Requirement
Are you able to retype all the records below exactly?

Stored data entries
______
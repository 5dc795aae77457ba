use std::fs;
use tracing_subscriber::{fmt, prelude::*, EnvFilter};

use crate::config::LoggingConfig;

/// Console output plus a daily-rolling JSON file under `config.directory`.
pub fn init_logging(config: &LoggingConfig) {
    let _ = fs::create_dir_all(&config.directory);

    let file_appender = tracing_appender::rolling::daily(&config.directory, &config.file_prefix);
    let (non_blocking_writer, guard) = tracing_appender::non_blocking(file_appender);

    let file_layer = fmt::layer().json().with_writer(non_blocking_writer);
    let console_layer = fmt::layer().with_target(false).with_writer(std::io::stdout);

    let mut filter = EnvFilter::from_default_env();
    for raw in config.default_directive.split(',').map(str::trim).filter(|d| !d.is_empty()) {
        match raw.parse() {
            Ok(directive) => filter = filter.add_directive(directive),
            Err(e) => eprintln!("invalid log directive '{}': {}", raw, e),
        }
    }

    // A second init (tests, repeated CLI dispatch) keeps the first subscriber.
    if tracing_subscriber::registry()
        .with(filter)
        .with(file_layer)
        .with(console_layer)
        .try_init()
        .is_err()
    {
        return;
    }

    // The writer flushes on drop; keep it alive for the whole process.
    std::mem::forget(guard);
}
______
Output below
repository 5dc795aae77457ba
use std::fs;
use tracing_subscriber::{fmt, prelude::*, EnvFilter};

use crate::config::LoggingConfig;

/// Console output plus a daily-rolling JSON file under `config.directory`.
pub fn init_logging(config: &LoggingConfig) {
    let _ = fs::create_dir_all(&config.directory);

    let file_appender = tracing_appender::rolling::daily(&config.directory, &config.file_prefix);
    let (non_blocking_writer, guard) = tracing_appender::non_blocking(file_appender);

    let file_layer = fmt::layer().json().with_writer(non_blocking_writer);
    let console_layer = fmt::layer().with_target(false).with_writer(std::io::stdout);

    let mut filter = EnvFilter::from_default_env();
    for raw in config.default_directive.split(',').map(str::trim).filter(|d| !d.is_empty()) {
        match raw.parse() {
            Ok(directive) => filter = filter.add_directive(directive),
            Err(e) => eprintln!("invalid log directive '{}': {}", raw, e),
        }
    }

    // A second init (tests, repeated CLI dispatch) keeps the first subscriber.
    if tracing_subscriber::registry()
        .with(filter)
        .with(file_layer)
        .with(console_layer)
        .try_init()
        .is_err()
    {
        return;
    }

    // The writer flushes on drop; keep it alive for the whole process.
    std::mem::forget(guard);
}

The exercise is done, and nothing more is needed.